[[ DATA SUPPLIED, beginning ]]
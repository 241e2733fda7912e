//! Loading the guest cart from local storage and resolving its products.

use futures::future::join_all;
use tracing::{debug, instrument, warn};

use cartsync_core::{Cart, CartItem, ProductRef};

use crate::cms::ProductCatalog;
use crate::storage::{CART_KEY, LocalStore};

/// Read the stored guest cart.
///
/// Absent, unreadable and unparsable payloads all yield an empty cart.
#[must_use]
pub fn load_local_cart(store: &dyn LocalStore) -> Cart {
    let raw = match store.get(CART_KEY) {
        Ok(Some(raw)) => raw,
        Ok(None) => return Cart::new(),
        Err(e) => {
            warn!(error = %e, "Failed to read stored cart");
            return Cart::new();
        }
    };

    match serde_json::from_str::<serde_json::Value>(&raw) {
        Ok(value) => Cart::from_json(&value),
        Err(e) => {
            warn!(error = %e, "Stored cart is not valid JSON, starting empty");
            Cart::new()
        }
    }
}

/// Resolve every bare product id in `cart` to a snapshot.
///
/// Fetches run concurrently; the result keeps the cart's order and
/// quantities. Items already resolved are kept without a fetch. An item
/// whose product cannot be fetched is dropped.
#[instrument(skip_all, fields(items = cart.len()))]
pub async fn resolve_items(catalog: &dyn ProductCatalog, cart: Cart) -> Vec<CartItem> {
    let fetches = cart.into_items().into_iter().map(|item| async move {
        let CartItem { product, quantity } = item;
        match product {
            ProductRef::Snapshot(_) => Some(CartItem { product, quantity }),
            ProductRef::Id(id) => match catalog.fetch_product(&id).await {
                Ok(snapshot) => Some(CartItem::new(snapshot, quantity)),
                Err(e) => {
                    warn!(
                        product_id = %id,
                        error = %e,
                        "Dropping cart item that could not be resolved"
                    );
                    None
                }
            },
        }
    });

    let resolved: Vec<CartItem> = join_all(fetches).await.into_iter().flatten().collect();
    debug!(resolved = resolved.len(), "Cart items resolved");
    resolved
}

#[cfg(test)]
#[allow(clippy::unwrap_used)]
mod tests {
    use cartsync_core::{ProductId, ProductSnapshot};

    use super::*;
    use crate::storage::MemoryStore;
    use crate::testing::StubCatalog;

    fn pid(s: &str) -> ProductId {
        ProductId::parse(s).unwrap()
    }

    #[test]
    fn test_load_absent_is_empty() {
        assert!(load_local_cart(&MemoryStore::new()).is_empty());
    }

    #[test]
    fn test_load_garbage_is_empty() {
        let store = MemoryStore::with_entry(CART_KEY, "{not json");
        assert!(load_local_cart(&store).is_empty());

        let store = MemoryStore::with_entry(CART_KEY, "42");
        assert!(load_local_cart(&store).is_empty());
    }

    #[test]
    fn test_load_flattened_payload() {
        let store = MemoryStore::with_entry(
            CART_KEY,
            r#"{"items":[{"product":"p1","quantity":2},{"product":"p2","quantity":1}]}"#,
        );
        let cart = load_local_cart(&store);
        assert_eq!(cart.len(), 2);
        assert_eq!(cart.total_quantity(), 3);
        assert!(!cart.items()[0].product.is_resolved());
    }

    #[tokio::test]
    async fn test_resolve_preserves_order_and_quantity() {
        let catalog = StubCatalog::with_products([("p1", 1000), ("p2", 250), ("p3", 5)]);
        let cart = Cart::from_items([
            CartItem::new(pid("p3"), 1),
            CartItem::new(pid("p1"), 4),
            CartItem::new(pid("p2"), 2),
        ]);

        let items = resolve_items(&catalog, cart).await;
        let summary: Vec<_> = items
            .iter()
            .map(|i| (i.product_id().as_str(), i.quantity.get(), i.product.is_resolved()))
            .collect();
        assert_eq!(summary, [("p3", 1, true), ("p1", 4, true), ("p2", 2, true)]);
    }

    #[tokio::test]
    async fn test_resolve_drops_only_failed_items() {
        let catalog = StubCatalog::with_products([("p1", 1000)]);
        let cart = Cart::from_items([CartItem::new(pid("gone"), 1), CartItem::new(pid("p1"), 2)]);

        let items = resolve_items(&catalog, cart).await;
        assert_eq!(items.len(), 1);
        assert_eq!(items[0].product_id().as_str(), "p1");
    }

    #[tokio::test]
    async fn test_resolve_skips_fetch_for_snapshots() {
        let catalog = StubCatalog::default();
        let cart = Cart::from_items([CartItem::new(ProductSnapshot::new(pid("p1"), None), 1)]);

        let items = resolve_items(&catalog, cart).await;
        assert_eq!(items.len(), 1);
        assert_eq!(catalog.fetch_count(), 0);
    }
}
[[ DATA SUPPLIED, end ]]
[[ DATA SUPPLIED, beginning ]]
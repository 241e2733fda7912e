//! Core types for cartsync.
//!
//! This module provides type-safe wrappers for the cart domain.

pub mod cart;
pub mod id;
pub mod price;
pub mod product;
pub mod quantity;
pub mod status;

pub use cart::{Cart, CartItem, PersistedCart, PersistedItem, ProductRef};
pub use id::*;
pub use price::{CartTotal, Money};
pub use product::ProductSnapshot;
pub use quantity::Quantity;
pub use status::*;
[[ DATA SUPPLIED, end ]]
▸ PROBLEM
Say how many lines of the data include the word "storage". Nothing other than the number should be given.

▸ ANSWER TO THIS TASK
3